Эта гротескная картина насилия над мыслью завершается характерным штрихом, свидетельствующим о блудливом начальственном лицемерии; находясь под гнетом «де сиянс академии», больше похожей на полицейский участок, люди должны еще писать сочинения на тему «О средствах к совершенному наук упразднению, с таким притом расчетом, чтобы от сего государству ущерба не произошло, и чтобы оное, и по упразднении наук, соседей своих в страхе содержало, а от оных почитаемо было, яко всех просвещением превзошедшее».
В «Господах ташкентцах» очерчено несколько типов «ташкентцев», их происхождение и деятельность. Пустой и блестящий Nicolas Персианов, этот двоюродный братец Митеньки Козелкова или Феденьки Кротикова; тупой изверг Хмылов, небогатый дворянчик, сын исправника-взяточника; старательный Миша Нагорнов, воспитанный отцом-чиновником в «строгих» моральных правилах:
— Товарищей тоже выдавать не следует.
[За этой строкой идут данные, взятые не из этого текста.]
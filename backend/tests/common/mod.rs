//! Shared helpers for the HTTP integration tests.

use actix_web::body::MessageBody;
use actix_web::dev::{Service, ServiceFactory, ServiceRequest, ServiceResponse};
use actix_web::{App, test, web};
use serde_json::{Value, json};

use strongroom_backend::inbound::http::api_routes;
use strongroom_backend::test_support::TestHarness;

/// Multipart boundary used by the body builders below.
pub const BOUNDARY: &str = "it-boundary-83c1";

/// Build the API application over a harness, mirroring production wiring
/// minus the listener.
pub fn vault_app(
    harness: &TestHarness,
) -> App<
    impl ServiceFactory<
        ServiceRequest,
        Config = (),
        Response = ServiceResponse,
        Error = actix_web::Error,
        InitError = (),
    > + use<>,
> {
    App::new()
        .app_data(web::Data::new(harness.http_state.clone()))
        .app_data(web::Data::new(harness.auth_tokens.clone()))
        .app_data(web::Data::new(harness.upload_limits))
        .configure(api_routes)
}

/// Hand-rolled multipart body with a single file part.
pub fn multipart_body(field: &str, filename: &str, content_type: &str, bytes: &[u8]) -> Vec<u8> {
    let mut body = Vec::new();
    body.extend_from_slice(format!("--{BOUNDARY}\r\n").as_bytes());
    body.extend_from_slice(
        format!("Content-Disposition: form-data; name=\"{field}\"; filename=\"{filename}\"\r\n")
            .as_bytes(),
    );
    body.extend_from_slice(format!("Content-Type: {content_type}\r\n\r\n").as_bytes());
    body.extend_from_slice(bytes);
    body.extend_from_slice(format!("\r\n--{BOUNDARY}--\r\n").as_bytes());
    body
}

/// Content type header value matching [`multipart_body`].
pub fn multipart_content_type() -> String {
    format!("multipart/form-data; boundary={BOUNDARY}")
}

/// Register an account and return its bearer header value plus profile.
pub async fn register_user<S, B>(app: &S, email: &str, display_name: &str) -> (String, Value)
where
    S: Service<actix_http::Request, Response = ServiceResponse<B>, Error = actix_web::Error>,
    B: MessageBody,
    B::Error: std::fmt::Debug,
{
    let res = test::call_service(
        app,
        test::TestRequest::post()
            .uri("/api/auth/register")
            .set_json(json!({
                "email": email,
                "password": "correct horse battery",
                "displayName": display_name,
            }))
            .to_request(),
    )
    .await;
    assert_eq!(res.status().as_u16(), 201, "registration should succeed");
    let body: Value = test::read_body_json(res).await;
    let token = body["token"].as_str().expect("token in response").to_owned();
    (format!("Bearer {token}"), body["user"].clone())
}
Почем знать, кто чем в будущем сделается?
Наконец, финансист Порфиша Велентьев, лелеявший адскую мысль о всеобщем ограблении, когда какое-то таинственное средство, вроде ловкости его дядей-шулеров, враз доставит ему кучу денег, освободив от досадной обязанности собирать их «по грошу» (таким ему представляется масштаб накоплений матери-помещицы и отца, занимавшего «тепленькое» местечко при питейных заведениях).
Щедрин иронически именует Велентьева «реформатором, который придет, старый храм разрушит, нового не возведет и, насоривши, исчезнет, чтобы дать место другому реформатору, который также придет, насорит и уйдет…»
Более десяти лет потребовалось, чтобы увидел свет (да и то сначала в заграничном нелегальном издании) очерк «Они же» (первоначально называвшийся «Ташкентцы, обратившиеся внутрь»).
В свое время кто не понял, кто сделал вид, будто не заметил, какую язвительную насмешку над новым временщиком, «вторым Аракчеевым», как называли Петра Андреевича Шувалова, позволил себе сатирик в очерке «Здравствуй, милая, хорошая моя!». Он вывел там выжившую из ума старую фрейлину, рассказывающую об императрице Елизавете:
«— Красавица была! — шамкала старая девственница, — и бойкая какая! Однажды призывает графа Аракчеева, — или нет… кто, бишь, Митя, при ней Аракчеевым-то был?